Il préfère encore penser à Marie. À l’époque, ils travaillaient tous les deux à l’abattoir, du côté de la Villette. Marie plonge ses petites mains fines dans la tête des veaux pour en désosser le crâne, lui décapite à vif les poulets, avant d’en suspendre la carcasse aux crochets. Ils lient connaissance à la sortie des vestiaires, elle tire nerveusement sur sa cigarette, le jour mourant éclairant faiblement son visage semblant aussi blanc qu’un linceul, mais sous ses paupières en amandes ses yeux brillent fiévreusement d’un feu insoumis. Son pantalon de jean moule ses jambes fines comme des baguettes, son buste disparaissait sous un grand pullover moutarde, tout son corps se tend, crispé, comme sous l’impulsion d’un influx nerveux inexpugnable. Il s’approche à pas lents et silencieux pour ne pas la brusquer. Lui aussi a envie de fumer, mais pour ne pas paraître intéressé, il engage la conversation, l’air de rien : « Tu fais grève, demain ? » Elle lève la tête vers lui, écrase son mégot, avant de lui répondre : « Évidemment. On manifeste tous demain contre ce gouvernement de capitalistes. Tous ces pourris. On n’en veut pas. » Micka se souvient du regard fixe et électrique qui avait accompagné ses propos et de la diatribe dans laquelle elle s’était lancée. Elle est prête à marcher sur l’Élysée, sur Matignon, sur tous les symboles de cette odieuse dictature ne fonctionnant que pour les riches. La dictature n’a pas d’états d’âme, elle prospère sur la misère, sur les mêmes qui travaillent comme des esclaves pour pas grand-chose. Bosser jusqu’à soixante-quatre ans ? On n’est pas des mules ! Alors pourquoi devrait-on se retenir ? On ne veut pas d’un banquier pour chef et notre volonté doit s’exercer. Le renverser, l’écraser d’abord puis aviser ensuite, voilà pourquoi Marie ira dans la rue.

 

Micka écoute, étonné par ses yeux furibonds qui se plantent dans les siens comme des glaives vengeurs et il attend qu’elle s’interrompe pour lui demander une cigarette.
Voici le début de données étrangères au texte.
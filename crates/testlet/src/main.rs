use anyhow::{Context, Result};
use clap::Parser;
use env_logger::Env;
use log::{error, info};
use std::path::Path;
use std::process::ExitCode;
use testlet_lib::cli::commands::{Cli, Commands};
use testlet_lib::{
    run_testlet, selftest, version, HarnessConfig, Kind, LogReporter, Outcome, Reporter, Tally,
    TestHarness, Value,
};

fn main() -> Result<ExitCode> {
    let cli = Cli::parse();

    let config = match cli.config {
        Some(ref path) => load_config(path)?,
        None => HarnessConfig::default(),
    };

    // Command line wins over config file, which wins over "info"
    let level = cli
        .log_level
        .as_deref()
        .or(config.log_level.as_deref())
        .unwrap_or("info");
    env_logger::init_from_env(Env::default().filter_or("RUST_LOG", level));

    let failures = match cli.command {
        Commands::Selftest { filter } => cmd_selftest(filter.as_deref(), &config),
        Commands::Compare {
            kind,
            result,
            expected,
            todo,
            note,
        } => cmd_compare(kind, &result, &expected, todo, note, &config)?,
    };

    if failures > 0 {
        error!("{} check(s) failed", failures);
        return Ok(ExitCode::FAILURE);
    }
    Ok(ExitCode::SUCCESS)
}

fn load_config(path: &Path) -> Result<HarnessConfig> {
    let config = HarnessConfig::load(path)
        .with_context(|| format!("Failed to load config {:?}", path))?;
    info!("Loaded config from {:?}", path);
    Ok(config)
}

/// Prints every outcome, logs it, and keeps a tally.
struct ConsoleReporter {
    tally: Tally,
    log: LogReporter,
}

impl ConsoleReporter {
    fn new() -> Self {
        Self {
            tally: Tally::new(),
            log: LogReporter,
        }
    }
}

impl Reporter for ConsoleReporter {
    fn record(&mut self, outcome: Outcome, note: Option<&str>) {
        println!("{}: {}", outcome, note.unwrap_or(""));
        self.log.record(outcome, note);
        self.tally.record(outcome, note);
    }

    fn debug(&mut self, msg: &str) {
        println!("    {}", msg);
        self.log.debug(msg);
        self.tally.debug(msg);
    }
}

/// Run the built-in testlets; returns the number of failures.
fn cmd_selftest(filter: Option<&str>, config: &HarnessConfig) -> usize {
    let testlets = match filter {
        Some(filter) => selftest::matching(filter),
        None => selftest::all(),
    };
    if testlets.is_empty() {
        println!("No testlets matched");
        return 0;
    }

    println!("testlet {} selftest", version());
    let mut reporter = ConsoleReporter::new();
    for testlet in &testlets {
        run_testlet(testlet.as_ref(), &mut reporter, config);
    }

    let tally = &reporter.tally;
    println!();
    println!(
        "{} testlet(s), {} check(s): {} passed, {} failed, {} expected failures, {} unexpected passes",
        testlets.len(),
        tally.total(),
        tally.count(Outcome::Pass),
        tally.count(Outcome::Fail),
        tally.count(Outcome::TodoFail),
        tally.count(Outcome::TodoPass),
    );
    tally.failures()
}

/// Evaluate one check; returns 1 on failure, 0 otherwise.
fn cmd_compare(
    kind: Kind,
    result: &str,
    expected: &str,
    todo: bool,
    note: Option<String>,
    config: &HarnessConfig,
) -> Result<usize> {
    let result = Value::parse(kind, result).context("Invalid RESULT")?;
    let expected = Value::parse(kind, expected).context("Invalid EXPECTED")?;

    let mut harness = TestHarness::with_config(ConsoleReporter::new(), config);
    if let Some(note) = note {
        harness.set_note(note);
    }
    let outcome = if todo {
        harness.todo_eq(result, expected)
    } else {
        harness.check_eq(result, expected)
    };

    Ok(usize::from(outcome.is_failure()))
}
//! Built-in testlets that exercise the harness's own equality rules.
//!
//! These run through the same [`Testlet`] path as any other test, so a
//! broken float or object comparison shows up as a failing outcome.

use crate::testlet::{DynHarness, FnTestlet, Testlet};
use crate::value::{Checkable, Value};

const TESTLETS: &[FnTestlet] = &[
    FnTestlet::new("primitives", primitives),
    FnTestlet::new("float-zero", float_zero),
    FnTestlet::new("float-nan", float_nan),
    FnTestlet::new("objects", objects),
    FnTestlet::new("todo", todo),
];

/// All built-in testlets, in run order.
pub fn all() -> Vec<Box<dyn Testlet>> {
    TESTLETS
        .iter()
        .map(|t| Box::new(*t) as Box<dyn Testlet>)
        .collect()
}

/// Built-in testlets whose name contains `filter`.
pub fn matching(filter: &str) -> Vec<Box<dyn Testlet>> {
    all()
        .into_iter()
        .filter(|t| t.name().contains(filter))
        .collect()
}

fn primitives(h: &mut DynHarness<'_>) {
    h.check_eq_noted(true, true, "bool");
    h.check_eq(false, false);
    h.check_eq_noted(i32::MAX, i32::MAX, "int");
    h.check_eq(i32::MIN, i32::MIN);
    h.check_eq_noted(i64::MIN, i64::MIN, "long");
    h.check_eq_noted(1i32.matches(&2), false, "int mismatch");
    h.check_eq_noted(
        (i64::from(i32::MAX) + 1).matches(&i64::from(i32::MIN)),
        false,
        "long does not wrap",
    );
}

fn float_zero(h: &mut DynHarness<'_>) {
    h.check_eq_noted(0.0f64, 0.0, "double +0");
    h.check_eq_noted(-0.0f64, -0.0, "double -0");
    h.check_eq_noted(0.0f32, 0.0, "float +0");
    h.check_eq_noted(0.0f64.matches(&-0.0), false, "double +0 vs -0");
    h.check_eq_noted((-0.0f32).matches(&0.0), false, "float -0 vs +0");
    h.check_eq_noted(1.0f64 / -0.0, f64::NEG_INFINITY, "reciprocal of -0");
    h.check_eq_noted(1.0f64.matches(&2.0), false, "distinct values");
}

fn float_nan(h: &mut DynHarness<'_>) {
    h.check_eq_noted(f64::NAN, f64::NAN, "double NaN");
    h.check_eq_noted(f32::NAN, f32::NAN, "float NaN");
    h.check_eq_noted(f64::NAN.matches(&1.0), false, "NaN vs 1.0");
    h.check_eq_noted(1.0f64.matches(&f64::NAN), false, "1.0 vs NaN");
    h.check_eq_noted((-1.0f64).sqrt(), f64::NAN, "sqrt(-1)");
}

fn objects(h: &mut DynHarness<'_>) {
    h.check_eq_noted(Value::object(&1234), Value::object("1234"), "textual form");
    h.check_eq_noted(Value::absent(), Value::absent(), "absent");
    h.check_eq_noted(
        Value::absent().matches(&Value::object("null")),
        false,
        "absent vs \"null\"",
    );
    h.check_eq_noted(Some("a").matches(&Some("b")), false, "distinct text");
}

fn todo(h: &mut DynHarness<'_>) {
    h.todo_eq_noted(1i64, 2, "expected failure");
    h.todo_noted(false, "expected failure");
}

#[cfg(test)]
mod tests {
    use super::*;
    use crate::config::HarnessConfig;
    use crate::outcome::Outcome;
    use crate::reporter::Tally;
    use crate::testlet::run_testlet;

    #[test]
    fn test_selftests_pass() {
        let mut tally = Tally::new();
        for testlet in all() {
            run_testlet(testlet.as_ref(), &mut tally, &HarnessConfig::default());
        }
        assert_eq!(tally.failures(), 0, "{:?}", tally.events());
        assert_eq!(tally.count(Outcome::TodoFail), 2);
        assert_eq!(tally.debug_messages().count(), 0);
    }

    #[test]
    fn test_matching() {
        let names: Vec<_> = matching("float")
            .iter()
            .map(|t| t.name().to_string())
            .collect();
        assert_eq!(names, vec!["float-zero", "float-nan"]);
        assert!(matching("nothing").is_empty());
        assert_eq!(all().len(), 5);
    }
}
— Je t’invite, avait-il ajouté aussitôt, intrigué par les ardeurs guerrières de ce bout de femme chétif. Il n’aurait su dire si elle lui plaisait, sa rigidité le dérangeait pourtant ses convictions aiguisaient sa curiosité.

— L’abattoir, ça coupe l’appétit, mais je suis d’accord pour boire un verre.

Sur le chemin, Marie paraît se détendre, elle ralentit le pas et la flamme qui tout à l’heure dévorait ses yeux laisse place à une expression rieuse. Micka admire la fossette qui égaie son menton et le menton lui-même, légèrement avancé, affirmé.

— Et où est-ce que vous vous donnez rendez-vous demain ? demande-t-il pour relancer la conversation.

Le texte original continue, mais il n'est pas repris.